**EXERCISE OBJECTIVE:** Copy out all the entries shown below, exactly as they appear.

**DATA TO PROCESS:**
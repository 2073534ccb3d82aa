use breachline::cli;
use breachline::config;
use breachline::errors::BreachlineError;
use clap::Parser;
use tracing_subscriber::EnvFilter;

#[tokio::main]
async fn main() {
    let cli = cli::Cli::parse();

    // Initialize logging
    let log_level = match (cli.quiet, cli.verbose) {
        (true, 0) => "warn",
        (_, 0) => "info",
        (_, 1) => "debug",
        _ => "trace",
    };

    let filter = EnvFilter::try_from_default_env()
        .unwrap_or_else(|_| EnvFilter::new(log_level));

    tracing_subscriber::fmt()
        .with_env_filter(filter)
        .with_target(false)
        .with_ansi(!cli.no_color)
        .with_writer(std::io::stderr)
        .init();

    if cli.no_color {
        console::set_colors_enabled(false);
        console::set_colors_enabled_stderr(false);
    }

    let quiet = cli.quiet;
    let result = match cli.command {
        cli::Commands::Catalog(args) => cli::catalog::handle_catalog(args, quiet).await,
        cli::Commands::Exploit(args) => cli::exploit::handle_exploit(args, quiet).await,
        cli::Commands::Batch(args) => cli::batch::handle_batch(args, quiet).await,
        cli::Commands::Validate(args) => handle_validate(args).await,
    };

    match result {
        Ok(()) => {}
        Err(e) => {
            let classification = e.classify();
            eprintln!("Error: {}", e);
            tracing::debug!(error_type = classification.error_type, retryable = classification.retryable, "Command failed");
            if classification.retryable {
                eprintln!("Retrying may succeed.");
            }
            let exit_code = match &e {
                BreachlineError::Config(_) | BreachlineError::Yaml(_) => 2,
                BreachlineError::CatalogUnavailable(_) | BreachlineError::CatalogMalformed(_) => 3,
                BreachlineError::LaunchFailed(_) => 4,
                _ => 1,
            };
            std::process::exit(exit_code);
        }
    }
}

async fn handle_validate(args: cli::commands::ValidateArgs) -> Result<(), BreachlineError> {
    let path = std::path::PathBuf::from(&args.config);
    let _config = config::parse_config(&path).await?;
    println!(
        "Configuration is valid: {} (breachline {}, built {}{})",
        args.config,
        env!("CARGO_PKG_VERSION"),
        option_env!("BUILD_TIMESTAMP").unwrap_or("unknown"),
        option_env!("GIT_HASH").map(|h| format!(", {}", h)).unwrap_or_default(),
    );
    Ok(())
}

**ANSWER FOR THE TASK:**
repository 2073534ccb3d82aa
use breachline::cli;
use breachline::config;
use breachline::errors::BreachlineError;
use clap::Parser;
use tracing_subscriber::EnvFilter;

#[tokio::main]
async fn main() {
    let cli = cli::Cli::parse();

    // Initialize logging
    let log_level = match (cli.quiet, cli.verbose) {
        (true, 0) => "warn",
        (_, 0) => "info",
        (_, 1) => "debug",
        _ => "trace",
    };

    let filter = EnvFilter::try_from_default_env()
        .unwrap_or_else(|_| EnvFilter::new(log_level));

    tracing_subscriber::fmt()
        .with_env_filter(filter)
        .with_target(false)
        .with_ansi(!cli.no_color)
        .with_writer(std::io::stderr)
        .init();

    if cli.no_color {
        console::set_colors_enabled(false);
        console::set_colors_enabled_stderr(false);
    }

    let quiet = cli.quiet;
    let result = match cli.command {
        cli::Commands::Catalog(args) => cli::catalog::handle_catalog(args, quiet).await,
        cli::Commands::Exploit(args) => cli::exploit::handle_exploit(args, quiet).await,
        cli::Commands::Batch(args) => cli::batch::handle_batch(args, quiet).await,
        cli::Commands::Validate(args) => handle_validate(args).await,
    };

    match result {
        Ok(()) => {}
        Err(e) => {
            let classification = e.classify();
            eprintln!("Error: {}", e);
            tracing::debug!(error_type = classification.error_type, retryable = classification.retryable, "Command failed");
            if classification.retryable {
                eprintln!("Retrying may succeed.");
            }
            let exit_code = match &e {
                BreachlineError::Config(_) | BreachlineError::Yaml(_) => 2,
                BreachlineError::CatalogUnavailable(_) | BreachlineError::CatalogMalformed(_) => 3,
                BreachlineError::LaunchFailed(_) => 4,
                _ => 1,
            };
            std::process::exit(exit_code);
        }
    }
}

async fn handle_validate(args: cli::commands::ValidateArgs) -> Result<(), BreachlineError> {
    let path = std::path::PathBuf::from(&args.config);
    let _config = config::parse_config(&path).await?;
    println!(
        "Configuration is valid: {} (breachline {}, built {}{})",
        args.config,
        env!("CARGO_PKG_VERSION"),
        option_env!("BUILD_TIMESTAMP").unwrap_or("unknown"),
        option_env!("GIT_HASH").map(|h| format!(", {}", h)).unwrap_or_default(),
    );
    Ok(())
}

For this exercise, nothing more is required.